在这11年中,国债绝对值及占GDP比重严重膨胀,企业债务有了一个历史性的增长。

国际金融协会(IIF)最新公布的《全球债务报告》:2019年第一季度美国企业、个人、政府和其他组织全社会债务总额达到69万亿美元,创历史新高,不仅联邦政府债务增加,美国企业部门也在发行更多债券。截至2019年三季度末,美国非金融企业部门负债已达到15.99万亿美元,1991年以来首次超过居民部门负债规模。非金融企业债务占GDP的比例高达74%。

本次股市长期牛市一方面受到QE计划的刺激,同时,美国科技股在这个10年又一个突飞猛进的成长。另外,也有企业不断发行债券加杠杆,来增加企业资产负债规模。这也是股市影响因素之一。

2020年疫情下的量化宽松以及通货膨胀问题

全球原油价格暴跌,大幅影响了美国大型石油、天然气行业。由于疫情爆发,航空、旅游业、餐饮服务暂时停业。2017年开始的全球贸易战,撕裂了原有的全球供应链体系。跨国公司受到更大影响。2008年金融危机后,企业债务占GDP比例大幅攀升。面对股价波动能力继续下降。

疫情爆发其实只是一个导火索。更加困难的是,企业负债处于历史高位,如果出现资产价格波动、股市下跌、企业暂停复工等因素,不断攀升的债务会不会让企业面临危机?

企业的盛衰将会大大影响员工的职业稳定与福利。此次经济刺激计划,在市场中投入了更多的流动性。但是,如果我们所在的企业发生并购、重组,或者破产等事件,我们是否可以在职业上有更多的选择。

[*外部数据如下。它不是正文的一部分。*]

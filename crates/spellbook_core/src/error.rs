use std::fmt;

#[derive(Debug, Clone, PartialEq, Eq)]
pub enum AppError {
    InvalidInput(String),
    InvalidData(String),
    Io(String),
    Network(String),
}

impl AppError {
    pub fn invalid_input<M: Into<String>>(message: M) -> Self {
        Self::InvalidInput(message.into())
    }

    pub fn invalid_data<M: Into<String>>(message: M) -> Self {
        Self::InvalidData(message.into())
    }

    pub fn io<M: Into<String>>(message: M) -> Self {
        Self::Io(message.into())
    }

    pub fn network<M: Into<String>>(message: M) -> Self {
        Self::Network(message.into())
    }

    pub fn code(&self) -> &'static str {
        match self {
            Self::InvalidInput(_) => "invalid_input",
            Self::InvalidData(_) => "invalid_data",
            Self::Io(_) => "io_error",
            Self::Network(_) => "network_error",
        }
    }

    pub fn message(&self) -> &str {
        match self {
            Self::InvalidInput(message) => message,
            Self::InvalidData(message) => message,
            Self::Io(message) => message,
            Self::Network(message) => message,
        }
    }
}

impl fmt::Display for AppError {
    fn fmt(&self, f: &mut fmt::Formatter<'_>) -> fmt::Result {
        write!(f, "{} - {}", self.code(), self.message())
    }
}

impl std::error::Error for AppError {}
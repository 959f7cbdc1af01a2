use crate::error::AppError;
use crate::query::SortMode;
use serde::{Deserialize, Serialize};
use std::path::{Path, PathBuf};

const CONFIG_FILE_NAME: &str = "config.json";
const CONFIG_ENV_VAR: &str = "SPELLBOOK_CONFIG_PATH";

#[derive(Debug, Default, Clone, PartialEq, Eq, Serialize, Deserialize)]
pub struct Config {
    /// Sort mode used by `list` when none is given on the command line.
    #[serde(default)]
    pub default_sort: Option<String>,
    /// Demo import source used when `--url` is absent.
    #[serde(default)]
    pub demo_url: Option<String>,
}

impl Config {
    pub fn default_sort_mode(&self) -> Option<SortMode> {
        self.default_sort
            .as_deref()
            .and_then(SortMode::from_name)
    }
}

#[derive(Debug, Clone)]
pub struct ConfigLoad {
    pub config: Config,
    pub error: Option<AppError>,
}

pub fn config_path() -> Result<PathBuf, AppError> {
    if let Ok(path) = std::env::var(CONFIG_ENV_VAR)
        && !path.trim().is_empty()
    {
        return Ok(PathBuf::from(path));
    }

    if cfg!(windows) {
        let appdata =
            std::env::var("APPDATA").map_err(|_| AppError::invalid_data("APPDATA is not set"))?;
        Ok(PathBuf::from(appdata)
            .join("spellbook")
            .join(CONFIG_FILE_NAME))
    } else {
        let home = std::env::var("HOME").map_err(|_| AppError::invalid_data("HOME is not set"))?;
        Ok(PathBuf::from(home)
            .join(".config")
            .join("spellbook")
            .join(CONFIG_FILE_NAME))
    }
}

/// Never fails: a missing file means defaults, and an unreadable or invalid
/// file means defaults plus the captured error for the caller to report.
pub fn load_config_with_fallback() -> ConfigLoad {
    match config_path() {
        Ok(path) => load_config_with_fallback_from_path(&path),
        Err(err) => ConfigLoad {
            config: Config::default(),
            error: Some(err),
        },
    }
}

fn load_config_with_fallback_from_path(path: &Path) -> ConfigLoad {
    if !path.exists() {
        return ConfigLoad {
            config: Config::default(),
            error: None,
        };
    }

    match load_config_from_path(path) {
        Ok(config) => ConfigLoad {
            config,
            error: None,
        },
        Err(err) => ConfigLoad {
            config: Config::default(),
            error: Some(err),
        },
    }
}

fn load_config_from_path(path: &Path) -> Result<Config, AppError> {
    let content = std::fs::read_to_string(path)
        .map_err(|err| AppError::io(format!("{}: {}", path.display(), err)))?;
    serde_json::from_str(&content).map_err(|err| {
        AppError::invalid_data(format!("invalid JSON in {}: {}", path.display(), err))
    })
}
pub mod config;
pub mod error;
pub mod import;
pub mod model;
pub mod query;
pub mod storage;
pub mod task_api;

此次危机对于企业与个人都是关于危机的一堂课,大家更加关心企业或者个人的现金流的问题,在经济停滞的时期,负债少、现金流多的企业一定可以躲过危机。

危机过后,企业也会更加关注成本支出与风险防控。前两天和一位知名投行朋友聊天,也谈到近来并购的客户少,破产重组的比较多。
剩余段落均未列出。